Water and Sanitation he mentioned are two critical factors to health and well-being. According to him, data has shown that, where the coverage of basic water has improved to about 88 percent according to the 2021 Housing and Population Census, households with improved sanitation stood at 25 percent with a strong correlation between access to improved household toilets and the level of open defaecation.

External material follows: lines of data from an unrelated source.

//! Pure scoring over a finished answer set.
//!
//! Assessments sum the selected option scores and classify the total into a
//! band; quizzes count answers matching the question's correct option. Band
//! lookup relies on the load-time catalog validation: a validated band table
//! is contiguous and covers the full score range, so exactly one band
//! matches any reachable total.

use std::collections::BTreeMap;

use serde::{Deserialize, Serialize};

use crate::model::{Badge, CatalogKind, Entry, ScoreBand, Suggestion};

/// Total score for an assessment: sum of the selected option scores.
pub fn assessment_total(entry: &Entry, answers: &BTreeMap<String, usize>) -> u32 {
    entry
        .questions
        .iter()
        .filter_map(|q| {
            let choice = answers.get(&q.id)?;
            q.options.get(*choice).and_then(|o| o.score)
        })
        .sum()
}

/// Total score for a quiz: number of answers matching the correct option.
pub fn quiz_total(entry: &Entry, answers: &BTreeMap<String, usize>) -> u32 {
    entry
        .questions
        .iter()
        .filter(|q| {
            answers
                .get(&q.id)
                .is_some_and(|choice| q.correct_index == Some(*choice))
        })
        .count() as u32
}

/// Total score for an entry of the given kind.
pub fn total_score(kind: CatalogKind, entry: &Entry, answers: &BTreeMap<String, usize>) -> u32 {
    match kind {
        CatalogKind::Assessment => assessment_total(entry, answers),
        CatalogKind::Quiz => quiz_total(entry, answers),
    }
}

/// The band containing the given total, if any.
///
/// On a validated catalog this is `Some` for every total in range; `None`
/// can only mean the caller bypassed [`crate::parser::load_catalog`].
pub fn band_for(bands: &[ScoreBand], total: u32) -> Option<&ScoreBand> {
    bands.iter().find(|b| b.contains(total))
}

/// The terminal result object of a finished session.
#[derive(Debug, Clone, Serialize, Deserialize)]
pub struct SessionOutcome {
    /// Achieved total.
    pub total_score: u32,
    /// Highest reachable total for this entry.
    pub max_score: u32,
    /// Matched score band (assessments only).
    pub band: Option<ScoreBand>,
    /// Follow-up resource suggestions derived from the score.
    pub suggestions: Vec<Suggestion>,
    /// Static reflective note for this entry.
    pub reflective_tip: Option<String>,
}

/// A finished session's outcome plus the badges it newly unlocked.
#[derive(Debug, Clone, Serialize, Deserialize)]
pub struct SessionResult {
    pub outcome: SessionOutcome,
    pub newly_unlocked: Vec<Badge>,
}

#[cfg(test)]
mod tests {
    use super::*;
    use crate::model::{AnswerOption, Question};

    fn option(score: u32) -> AnswerOption {
        AnswerOption {
            label: format!("opt-{score}"),
            score: Some(score),
        }
    }

    fn scored_question(id: &str) -> Question {
        Question {
            id: id.into(),
            prompt: "?".into(),
            options: vec![option(0), option(1), option(2), option(3)],
            correct_index: None,
        }
    }

    fn quiz_question(id: &str, correct: usize) -> Question {
        Question {
            id: id.into(),
            prompt: "?".into(),
            options: vec![
                AnswerOption { label: "a".into(), score: None },
                AnswerOption { label: "b".into(), score: None },
                AnswerOption { label: "c".into(), score: None },
            ],
            correct_index: Some(correct),
        }
    }

    fn assessment_entry(question_count: usize) -> Entry {
        Entry {
            id: "e".into(),
            title: "E".into(),
            reflective_tip: None,
            bands: vec![
                band(0, 5, "High"),
                band(6, 10, "Moderate"),
                band(11, 15, "Low"),
            ],
            questions: (0..question_count)
                .map(|i| scored_question(&format!("q{}", i + 1)))
                .collect(),
        }
    }

    fn band(min: u32, max: u32, level: &str) -> ScoreBand {
        ScoreBand {
            min,
            max,
            level: level.into(),
            description: String::new(),
            color: String::new(),
            recommendations: vec![],
        }
    }

    fn answers(choices: &[usize]) -> BTreeMap<String, usize> {
        choices
            .iter()
            .enumerate()
            .map(|(i, c)| (format!("q{}", i + 1), *c))
            .collect()
    }

    #[test]
    fn assessment_sums_selected_scores() {
        // Worked example: option scores 1,2,1,3,2 → total 9 of 15.
        let entry = assessment_entry(5);
        let total = assessment_total(&entry, &answers(&[1, 2, 1, 3, 2]));
        assert_eq!(total, 9);
        assert_eq!(band_for(&entry.bands, total).unwrap().level, "Moderate");
    }

    #[test]
    fn assessment_score_bounds_hold() {
        let entry = assessment_entry(5);
        let max = entry.max_score(CatalogKind::Assessment);
        assert_eq!(max, 15);
        assert_eq!(assessment_total(&entry, &answers(&[0, 0, 0, 0, 0])), 0);
        assert_eq!(assessment_total(&entry, &answers(&[3, 3, 3, 3, 3])), max);
    }

    #[test]
    fn every_total_matches_exactly_one_band() {
        let entry = assessment_entry(5);
        for total in 0..=entry.max_score(CatalogKind::Assessment) {
            let matching = entry.bands.iter().filter(|b| b.contains(total)).count();
            assert_eq!(matching, 1, "score {total} matched {matching} bands");
        }
    }

    #[test]
    fn quiz_counts_correct_answers() {
        // Worked example: correct indices 0,1,2 and answers 0,1,0 → 2 of 3.
        let entry = Entry {
            id: "basics".into(),
            title: "Basics".into(),
            reflective_tip: None,
            bands: vec![],
            questions: vec![
                quiz_question("q1", 0),
                quiz_question("q2", 1),
                quiz_question("q3", 2),
            ],
        };
        assert_eq!(quiz_total(&entry, &answers(&[0, 1, 0])), 2);
        assert_eq!(entry.max_score(CatalogKind::Quiz), 3);
    }

    #[test]
    fn unanswered_questions_contribute_nothing() {
        let entry = assessment_entry(3);
        let mut partial = BTreeMap::new();
        partial.insert("q2".to_string(), 3usize);
        assert_eq!(assessment_total(&entry, &partial), 3);

        let quiz = Entry {
            id: "q".into(),
            title: "Q".into(),
            reflective_tip: None,
            bands: vec![],
            questions: vec![quiz_question("q1", 1), quiz_question("q2", 1)],
        };
        let mut partial = BTreeMap::new();
        partial.insert("q1".to_string(), 1usize);
        assert_eq!(quiz_total(&quiz, &partial), 1);
    }

    #[test]
    fn band_for_returns_none_only_out_of_range() {
        let entry = assessment_entry(5);
        assert!(band_for(&entry.bands, 16).is_none());
    }
}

“The slow pace of improvement in the access to sanitation (25 percent) compared to that of – water (88 percent) can only point to stronger underlying factors hampering access to improved sanitation in the country. ”

Open defecation refers to the practise of defecating in fields, forests, bushes, bodies of water, shores or other open spaces.

Open defecation can pollute the environment and cause health problems and diseases. High levels of open defecation are linked to high child mortality, poor nutrition, poverty, and large disparities between rich and poor.